This blog will talking about a randomized rounding algorithm.

In Algorithm ${ 1 }$, we round a variable ${ x_j^* }$ to ${ 1 }$ if ${ x_j^* \geq \frac{1}{f} }$.

For randomized Algorithm, we will decided the way to round the variable by probability. For variable ${ x_j^* }$ we will define a random variable ${ X_j }$, and define ${ Pr[X_j = 1] = x_j^* }$, ${ Pr[X_j = 0] = 1- x_j^* }$.

The expected value of the objective is optimal by linearity expectation.

$$ E\left[\sum_{j=1}^m w_j X_j \right] = \sum_{j=1}^m w_j Pr[X_j = 1] = \sum_{j=1}^m w_j x_j^* = Z_{LP}^* $$

However, the solution is feasible with very low probability.
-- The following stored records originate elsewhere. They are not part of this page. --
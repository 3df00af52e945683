//! Destinations for feature records and their delayed labels.
//!
//! The processor only talks to a [`FeatureSink`]. [`FeatureStore`] is the
//! in-memory implementation: rows in insertion order plus a timestamp index
//! so labels can be attached after the fact.

use crate::features::{FeatureRecord, MicrostructureFeatures};
use crate::labeling::Label;
use crate::pipeline::PipelineError;
use serde::{Deserialize, Serialize};
use std::collections::{BTreeMap, HashMap};
use std::fs::File;
use std::io::{BufWriter, Write};
use std::path::Path;
use tracing::{debug, info};

/// Receiver of feature rows and late-arriving labels.
pub trait FeatureSink {
    /// Store a new row for `timestamp`.
    ///
    /// A second row for an existing timestamp is appended and becomes the
    /// target of later labels for that timestamp.
    fn add_record(
        &mut self,
        timestamp: u64,
        features: MicrostructureFeatures,
        label: Option<Label>,
    );

    /// Attach a label to the row stored for `timestamp`.
    ///
    /// Returns `false` when no row exists for that timestamp; nothing is
    /// stored in that case.
    fn set_label(&mut self, timestamp: u64, label: Label) -> bool;
}

impl<S: FeatureSink + ?Sized> FeatureSink for &mut S {
    fn add_record(
        &mut self,
        timestamp: u64,
        features: MicrostructureFeatures,
        label: Option<Label>,
    ) {
        (**self).add_record(timestamp, features, label);
    }

    fn set_label(&mut self, timestamp: u64, label: Label) -> bool {
        (**self).set_label(timestamp, label)
    }
}

impl<S: FeatureSink + ?Sized> FeatureSink for Box<S> {
    fn add_record(
        &mut self,
        timestamp: u64,
        features: MicrostructureFeatures,
        label: Option<Label>,
    ) {
        (**self).add_record(timestamp, features, label);
    }

    fn set_label(&mut self, timestamp: u64, label: Label) -> bool {
        (**self).set_label(timestamp, label)
    }
}

/// Summary of a [`FeatureStore`].
#[derive(Debug, Clone, Default, PartialEq, Eq, Serialize, Deserialize)]
pub struct StoreStats {
    /// Rows stored
    pub total_records: usize,
    /// Rows carrying a label
    pub labeled_records: usize,
    /// Last row timestamp minus first row timestamp, 0 below two rows
    pub time_span_ms: u64,
    /// Count of labeled rows per label
    pub label_distribution: BTreeMap<Label, usize>,
}

/// In-memory feature table.
#[derive(Debug, Clone, Default)]
pub struct FeatureStore {
    records: Vec<FeatureRecord>,
    index_by_timestamp: HashMap<u64, usize>,
}

impl FeatureStore {
    /// Create an empty store
    pub fn new() -> Self {
        Self::default()
    }

    /// Number of stored rows
    pub fn len(&self) -> usize {
        self.records.len()
    }

    /// `true` when no rows are stored
    pub fn is_empty(&self) -> bool {
        self.records.is_empty()
    }

    /// All rows in insertion order
    pub fn records(&self) -> &[FeatureRecord] {
        &self.records
    }

    /// Row indexed for `timestamp`
    pub fn get(&self, timestamp: u64) -> Option<&FeatureRecord> {
        self.index_by_timestamp
            .get(&timestamp)
            .and_then(|&idx| self.records.get(idx))
    }

    /// Rows that already carry a label
    pub fn labeled_records(&self) -> impl Iterator<Item = &FeatureRecord> + '_ {
        self.records.iter().filter(|record| record.label.is_some())
    }

    /// Consume the store, returning its rows
    pub fn into_records(self) -> Vec<FeatureRecord> {
        self.records
    }

    /// Aggregate counts over the stored rows.
    pub fn stats(&self) -> StoreStats {
        let mut label_distribution = BTreeMap::new();
        for label in self.records.iter().filter_map(|record| record.label) {
            *label_distribution.entry(label).or_insert(0) += 1;
        }

        let time_span_ms = match (self.records.first(), self.records.last()) {
            (Some(first), Some(last)) => last.timestamp.saturating_sub(first.timestamp),
            _ => 0,
        };

        StoreStats {
            total_records: self.records.len(),
            labeled_records: label_distribution.values().sum(),
            time_span_ms,
            label_distribution,
        }
    }

    /// Write every row as one JSON object per line.
    pub fn write_json_lines<W: Write>(&self, writer: W) -> std::io::Result<()> {
        let mut writer = BufWriter::new(writer);
        for record in &self.records {
            serde_json::to_writer(&mut writer, record)?;
            writer.write_all(b"\n")?;
        }
        writer.flush()
    }

    /// Save every row to a JSON-lines file, replacing any existing file.
    pub fn save_json_lines<P: AsRef<Path>>(&self, path: P) -> Result<(), PipelineError> {
        let path = path.as_ref();
        File::create(path)
            .and_then(|file| self.write_json_lines(file))
            .map_err(|source| PipelineError::Io {
                path: path.to_path_buf(),
                source,
            })?;

        info!(path = %path.display(), records = self.records.len(), "feature store saved");
        Ok(())
    }
}

impl FeatureSink for FeatureStore {
    fn add_record(
        &mut self,
        timestamp: u64,
        features: MicrostructureFeatures,
        label: Option<Label>,
    ) {
        self.index_by_timestamp
            .insert(timestamp, self.records.len());
        self.records.push(FeatureRecord {
            timestamp,
            features,
            label,
        });
    }

    fn set_label(&mut self, timestamp: u64, label: Label) -> bool {
        match self
            .index_by_timestamp
            .get(&timestamp)
            .and_then(|&idx| self.records.get_mut(idx))
        {
            Some(record) => {
                record.label = Some(label);
                true
            }
            None => {
                debug!(timestamp, %label, "no record for label");
                false
            }
        }
    }
}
$$ Pr[e_i \text{ is not covered}] = \prod_{j \in \{e_i \in S_j\}} 1 - x_j^* $$

And we know ${\forall x \in [0,1], 1 -x \leq e^{-x} }$. Thus we have,

$$ Pr[e_i \text{ is not covered}] = \prod_{j \in \{e_i \in S_j\}} 1 - x_j^* \leq \prod_{j \in \{e_i \in S_j\}} e^{-x_j^*} = e^{-\sum_{j \in \{e_i \in S_j\}} x_j^*} $$

And by LP constraint, we have ${ \sum_{j \in {e_i \in S_j}} x_j^* \geq 1 }$, so

$$ Pr[e_i \text{ is not covered}] = \prod_{j \in \{e_i \in S_j\}} 1 - x_j^* \leq \prod_{j \in \{e_i \in S_j\}} e^{-x_j^*} = e^{-\sum_{j \in \{e_i \in S_j\}} x_j^*} \leq e^{-1} $$

Algorithm ${ 6 }$

Step 1: Solve the relaxed LP

Step 2: add ${ j }$ to solution ${ I }$ with probability ${ \min \{ 1, K x_j^*\} }$. (take ${ K = c \ln n, c\geq 2 }$)

High probability of feasible solution

For any element ${ e_i }$, if ${ K x_j^* \geq 1 }$ for some ${ j }$ such that ${ e_i \in S_j }$, then ${ S_j }$ covers ${ e_i }$. Else, we have

$$ Pr[e_i \text{ is not covered}] = \prod_{j \in \{e_i \in S_j\}} 1 - K x_j^* \leq \prod_{j \in \{e_i \in S_j\}} e^{- K x_j^*} = e^{-\sum_{j \in \{e_i \in S_j\}} K x_j^*} \leq e^{-K} $$

Because, ${ K = c \ln n }$, we get

$$ Pr[e_i \text{ is not covered}] \leq e^{-K} = n^{-c} $$

By union bound (Boole’s inequality), we have

$$ Pr[\text{there exists some uncovered element}] = Pr\left[\bigcup_{e_i \in E } e_i \text{ is not covered}\right] \leq \sum_{i=1}^n Pr[e_i \text{ is not covered}]\leq \sum_{i=1}^n n^{-c} = n^{-c+1} $$

For ${ c \geq 2 }$, the probability to produce feasible solution is at least ${ 1 - \frac{1}{n} }$

Algorithm ${ 6 }$ is ${ 2c \ln n }$-approximation

It’s easy to get the expectation of all solution

$$ E\left[\sum_{j=1}^m w_j X_j \right] = \sum_{j=1}^m w_j Pr[X_j = 1] \leq \sum_{j=1}^m w_j K x_j^* = K Z_{LP}^* $$

However, we would like to bound the expecatation of feasible solution, let ${ F }$ be the event that solution is feasible, and ${ \bar{F} }$ be complement of this event. We know

$$ E\left[\sum_{j=1}^m w_j X_j \right] = E\left[\sum_{j=1}^m w_j X_j \middle| F \right] Pr[F] + E\left[\sum_{j=1}^m w_j X_j \middle| \bar{F} \right] Pr[\bar{F}] \geq E\left[\sum_{j=1}^m w_j X_j \middle| F \right] Pr[F] $$

Hence, we have

$$ E\left[\sum_{j=1}^m w_j X_j \middle| F \right] \leq \frac{1}{Pr[F]} E\left[\sum_{j=1}^m w_j X_j \right] \leq \frac{c \ln n Z_ {LP}^*}{1 - n^{1-c}} \leq \frac{c \ln n Z_{LP}^*}{1 - n^{-1}} \leq \frac{c \ln n Z_{LP}^*}{1 - 2^{-1}} = 2 c \ln n Z_{LP}^* \leq 2 c \ln n Z_{ILP}^* =2 c \ln n OPT $$